Working in 12-hour shifts, first they dug a trench 75 feet wide, 20 feet deep and 200 feet long, and removed the old culvert. Then, using a 250-tonne crane, they placed two bolted-together 100-foot sections of 12 by 16-foot in diameter culvert, weighing 10 tonnes per section, in the trench. Then they backfilled, paved and had the highway ready to reopen 12 hours ahead of schedule.

The company’s transportation arm is made up of a fleet of low-bed trailers and five tri-axle Western Star and International tractors. Most of them are powered with 500-550 horsepower engines. “We haul a lot of big equipment; for example, D8s, 769 rock trucks, and 773 rock trucks. Since the Muskrat Falls project started up, Farrell’s has been moving a lot of gear up to the top of the Rock, onto a ferry, across the Strait of Belle Isle and then over 500 km of gravel road to Muskrat Falls.

Other transportation gigs include moving everything from booms, man lifts, graders, excavators and loaders to an offshore oil production platform under construction at Bull Arms. They have been feeding that project – one of their biggest – for three years, and have a year and a half worth of hauling to do before it is finished.

Then there is the nickel processing plant under construction in Long Harbour. “The site has been on the go for years now. It will definitely be another two before it becomes fully operational,” Butler says.

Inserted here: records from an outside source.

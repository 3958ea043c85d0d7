//! Residency accounting of the display's present cadence.
//!
//! Every present is bucketed by the profile the panel was in: power mode, configuration,
//! brightness mode and the number of vsyncs since the previous present. While idle no presents
//! arrive, so idle time is synthesized lazily whenever the statistics are read.

use std::cmp::Ordering;
use std::collections::BTreeMap;
use std::fmt::{self, Write as _};
use std::sync::Arc;

use serde::Serialize;

use crate::display_context::CommonDisplayContextProvider;
use crate::types::{
    BrightnessMode, PowerMode, PresentFrameFlag, DOZE_ACTIVE_REFRESH_RATE, DOZE_IDLE_REFRESH_RATE,
};
use crate::utils::clock::Clock;
use crate::utils::{freq_to_duration_ns, ms_to_ns, round_divide, NANOS_PER_MILLI};

/// Idle refresh rates above this would give sub-millisecond idle intervals.
pub const MAX_IDLE_REFRESH_RATE: u32 = 1000;

#[derive(Debug, Clone, Copy, PartialEq, Eq, Serialize)]
pub struct DisplayStatus {
    pub active_config_id: i32,
    pub power_mode: PowerMode,
    pub brightness_mode: BrightnessMode,
}

impl Default for DisplayStatus {
    fn default() -> Self {
        Self {
            active_config_id: -1,
            power_mode: PowerMode::Off,
            brightness_mode: BrightnessMode::Normal,
        }
    }
}

/// Statistics key.
///
/// All profiles with the panel off compare equal, whatever their other fields say, and sort
/// before every other profile.
#[derive(Debug, Clone, Copy, Serialize)]
pub struct DisplayPresentProfile {
    pub status: DisplayStatus,
    pub num_vsync: i32,
}

impl DisplayPresentProfile {
    pub fn is_off(&self) -> bool {
        self.status.power_mode.is_off()
    }

    fn key(&self) -> (i32, PowerMode, BrightnessMode, i32) {
        let s = &self.status;
        (s.active_config_id, s.power_mode, s.brightness_mode, self.num_vsync)
    }
}

impl Ord for DisplayPresentProfile {
    fn cmp(&self, other: &Self) -> Ordering {
        match (self.is_off(), other.is_off()) {
            (true, true) => Ordering::Equal,
            (true, false) => Ordering::Less,
            (false, true) => Ordering::Greater,
            (false, false) => self.key().cmp(&other.key()),
        }
    }
}

impl PartialOrd for DisplayPresentProfile {
    fn partial_cmp(&self, other: &Self) -> Option<Ordering> {
        Some(self.cmp(other))
    }
}

impl PartialEq for DisplayPresentProfile {
    fn eq(&self, other: &Self) -> bool {
        self.cmp(other) == Ordering::Equal
    }
}

impl Eq for DisplayPresentProfile {}

impl fmt::Display for DisplayPresentProfile {
    fn fmt(&self, f: &mut fmt::Formatter<'_>) -> fmt::Result {
        if self.is_off() {
            return f.write_str("Off");
        }
        let s = &self.status;
        write!(
            f,
            "{}:config{}:{}vsync{}",
            s.power_mode.short_name(),
            s.active_config_id,
            self.num_vsync,
            s.brightness_mode.suffix(),
        )
    }
}

#[derive(Debug, Default, Clone, Copy, PartialEq, Eq, Serialize)]
pub struct DisplayPresentRecord {
    pub count: u64,
    pub accumulated_time_ns: i64,
    pub last_timestamp_boot_ns: i64,
    /// Changed since the last [`VariableRefreshRateStatistic::get_updated_statistics`].
    pub updated: bool,
}

pub type DisplayPresentStatistics = BTreeMap<DisplayPresentProfile, DisplayPresentRecord>;

#[derive(Debug, Clone, Serialize)]
pub struct StatisticEntry {
    pub profile: DisplayPresentProfile,
    pub record: DisplayPresentRecord,
}

#[derive(Debug, Clone, PartialEq, Eq)]
pub struct StatisticsParameters {
    /// Minimum refresh rate the panel keeps while idle in normal mode.
    pub idle_refresh_rate: i32,
    /// Period of the controller's statistic update event, zero when disabled.
    pub update_period_ns: i64,
}

impl Default for StatisticsParameters {
    fn default() -> Self {
        Self::from(&hwc_vrr_config::Statistics::default())
    }
}

impl From<&hwc_vrr_config::Statistics> for StatisticsParameters {
    fn from(config: &hwc_vrr_config::Statistics) -> Self {
        Self {
            idle_refresh_rate: i32::try_from(
                config.idle_refresh_rate.clamp(1, MAX_IDLE_REFRESH_RATE),
            )
            .unwrap_or(1),
            update_period_ns: ms_to_ns(config.update_period_ms),
        }
    }
}

pub struct VariableRefreshRateStatistic {
    context: Arc<dyn CommonDisplayContextProvider>,
    clock: Clock,
    params: StatisticsParameters,
    status: DisplayStatus,
    te_frequency: i32,
    /// Boot clock time up to which residency has been accounted.
    last_timestamp_ns: Option<i64>,
    statistics: DisplayPresentStatistics,
}

impl VariableRefreshRateStatistic {
    pub fn new(
        context: Arc<dyn CommonDisplayContextProvider>,
        clock: Clock,
        params: StatisticsParameters,
    ) -> Self {
        Self {
            context,
            clock,
            params,
            status: DisplayStatus::default(),
            te_frequency: 0,
            last_timestamp_ns: None,
            statistics: DisplayPresentStatistics::new(),
        }
    }

    pub fn update_period_ns(&self) -> i64 {
        self.params.update_period_ns
    }

    pub fn status(&self) -> DisplayStatus {
        self.status
    }

    fn idle_refresh_rate(&self) -> i32 {
        if self.status.power_mode.is_doze() {
            DOZE_IDLE_REFRESH_RATE
        } else {
            self.params.idle_refresh_rate
        }
    }

    fn profile(&self, num_vsync: i32) -> DisplayPresentProfile {
        DisplayPresentProfile {
            status: self.status,
            num_vsync,
        }
    }

    /// Profile the panel sits in while no frames arrive.
    fn idle_profile(&self) -> DisplayPresentProfile {
        let num_vsync = if self.te_frequency > 0 {
            (self.te_frequency / self.idle_refresh_rate()).max(1)
        } else {
            0
        };
        self.profile(num_vsync)
    }

    fn record(&mut self, profile: DisplayPresentProfile) -> &mut DisplayPresentRecord {
        let record = self.statistics.entry(profile).or_default();
        record.updated = true;
        record
    }

    /// Accounts the idle time up to `now_ns` in whole enforced refresh intervals.
    fn update_idle_stats(&mut self, now_ns: i64) {
        let Some(last) = self.last_timestamp_ns else {
            return;
        };
        if now_ns <= last {
            return;
        }

        if self.status.power_mode.is_off() {
            let record = self.record(self.profile(0));
            record.accumulated_time_ns += now_ns - last;
            record.last_timestamp_boot_ns = now_ns;
            self.last_timestamp_ns = Some(now_ns);
            return;
        }

        if self.te_frequency <= 0 {
            return;
        }

        let interval_ns = freq_to_duration_ns(self.idle_refresh_rate());
        if interval_ns <= 0 {
            return;
        }
        let intervals = (now_ns - last) / interval_ns;
        if intervals == 0 {
            return;
        }

        let end = last + intervals * interval_ns;
        let profile = self.idle_profile();
        let record = self.record(profile);
        record.count += intervals as u64;
        record.accumulated_time_ns += intervals * interval_ns;
        record.last_timestamp_boot_ns = end;
        self.last_timestamp_ns = Some(end);
    }

    /// Accounts the partial interval since the last timestamp into the current idle profile
    /// and switches to a new display status.
    fn switch_status(&mut self, now_ns: i64, status: DisplayStatus) {
        self.update_idle_stats(now_ns);
        if let Some(last) = self.last_timestamp_ns {
            if now_ns > last && (self.status.power_mode.is_off() || self.te_frequency > 0) {
                let profile = self.idle_profile();
                self.record(profile).accumulated_time_ns += now_ns - last;
            }
        }

        self.status = status;
        self.te_frequency = self
            .context
            .te_frequency(status.active_config_id)
            .unwrap_or(0);

        let profile = self.idle_profile();
        let record = self.record(profile);
        record.count += 1;
        record.last_timestamp_boot_ns = now_ns;
        self.last_timestamp_ns = Some(now_ns);
    }

    fn sync_brightness(&mut self, now_ns: i64) {
        let brightness_mode = self.context.brightness_mode();
        if brightness_mode != self.status.brightness_mode && !self.status.power_mode.is_off() {
            debug!("brightness mode changed to {brightness_mode:?}");
            let status = DisplayStatus {
                brightness_mode,
                ..self.status
            };
            self.switch_status(now_ns, status);
        }
    }

    pub fn on_present(&mut self, present_time_ns: i64, flag: PresentFrameFlag) {
        let _span = tracy_client::span!("VariableRefreshRateStatistic::on_present");

        if self.status.power_mode.is_off() {
            return;
        }

        let now = self.clock.monotonic_to_boottime_ns(present_time_ns);
        self.sync_brightness(now);

        if self.last_timestamp_ns.is_none() || self.te_frequency <= 0 {
            self.last_timestamp_ns = Some(now);
            return;
        }

        self.update_idle_stats(now);
        let last = self.last_timestamp_ns.unwrap_or(now);
        let elapsed = (now - last).max(0);

        let te_period_ns = freq_to_duration_ns(self.te_frequency);
        let mut num_vsync =
            round_divide(elapsed, te_period_ns).clamp(1, i64::from(self.te_frequency)) as i32;
        let presenting_doze = flag.contains(PresentFrameFlag::PRESENTING_WHEN_DOZE);
        if presenting_doze {
            num_vsync = (self.te_frequency / DOZE_ACTIVE_REFRESH_RATE).max(1);
        }

        let record = self.record(self.profile(num_vsync));
        record.count += 1;
        record.accumulated_time_ns += elapsed;
        record.last_timestamp_boot_ns = now;

        if presenting_doze {
            // The panel reverts to the doze idle rate on its own right after the frame.
            let profile = self.idle_profile();
            let record = self.record(profile);
            record.count += 1;
            record.last_timestamp_boot_ns = now;
        }

        self.last_timestamp_ns = Some(now);
    }

    pub fn on_power_state_change(&mut self, from: PowerMode, to: PowerMode) {
        if from == to {
            return;
        }
        let now = self.clock.boottime_ns();
        let status = DisplayStatus {
            power_mode: to,
            brightness_mode: self.context.brightness_mode(),
            ..self.status
        };
        self.switch_status(now, status);
    }

    pub fn set_active_config(&mut self, config_id: i32) {
        if config_id == self.status.active_config_id {
            return;
        }
        let now = self.clock.boottime_ns();
        let status = DisplayStatus {
            active_config_id: config_id,
            ..self.status
        };
        if self.last_timestamp_ns.is_none() {
            // Nothing accounted yet.
            self.status = status;
            self.te_frequency = self.context.te_frequency(config_id).unwrap_or(0);
            return;
        }
        self.switch_status(now, status);
    }

    /// Brings idle accounting up to date.
    pub fn update(&mut self) {
        let now = self.clock.boottime_ns();
        self.sync_brightness(now);
        self.update_idle_stats(now);
    }

    pub fn get_statistics(&mut self) -> DisplayPresentStatistics {
        self.update();
        self.statistics.clone()
    }

    /// Returns the records changed since the previous call and clears their flags.
    ///
    /// The off profile keeps accumulating while the panel is off, so it stays flagged.
    pub fn get_updated_statistics(&mut self) -> DisplayPresentStatistics {
        self.update();
        let current_off = self.status.power_mode.is_off();
        let mut updated = DisplayPresentStatistics::new();
        for (profile, record) in &mut self.statistics {
            if !record.updated {
                continue;
            }
            updated.insert(*profile, *record);
            if !(current_off && profile.is_off()) {
                record.updated = false;
            }
        }
        updated
    }

    pub fn snapshot(&self) -> Vec<StatisticEntry> {
        self.statistics
            .iter()
            .map(|(&profile, &record)| StatisticEntry { profile, record })
            .collect()
    }

    pub fn reset(&mut self) {
        self.statistics.clear();
        self.last_timestamp_ns = None;
    }

    pub fn dump(&self, out: &mut String) {
        let _ = writeln!(out, "statistics: {} profiles", self.statistics.len());
        for (profile, record) in &self.statistics {
            let _ = writeln!(
                out,
                "  {profile}: count={} time={}ms last={}",
                record.count,
                record.accumulated_time_ns / NANOS_PER_MILLI,
                record.last_timestamp_boot_ns,
            );
        }
    }
}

There have been challenges in this past quarter century, including the inevitable ones that competitors throw down, the never-ending search for someone willing to sell them their quarry lease, and even the odd moose strike. “It’s almost impossible to get a quarry now because they are all taken up. The only way to expand is to buy out someone else’s lease,” Butler says. But of the quarter decade climbing the ziggurat, Butler sums it up like this: “We’ve had lots and lots of fun along the way.”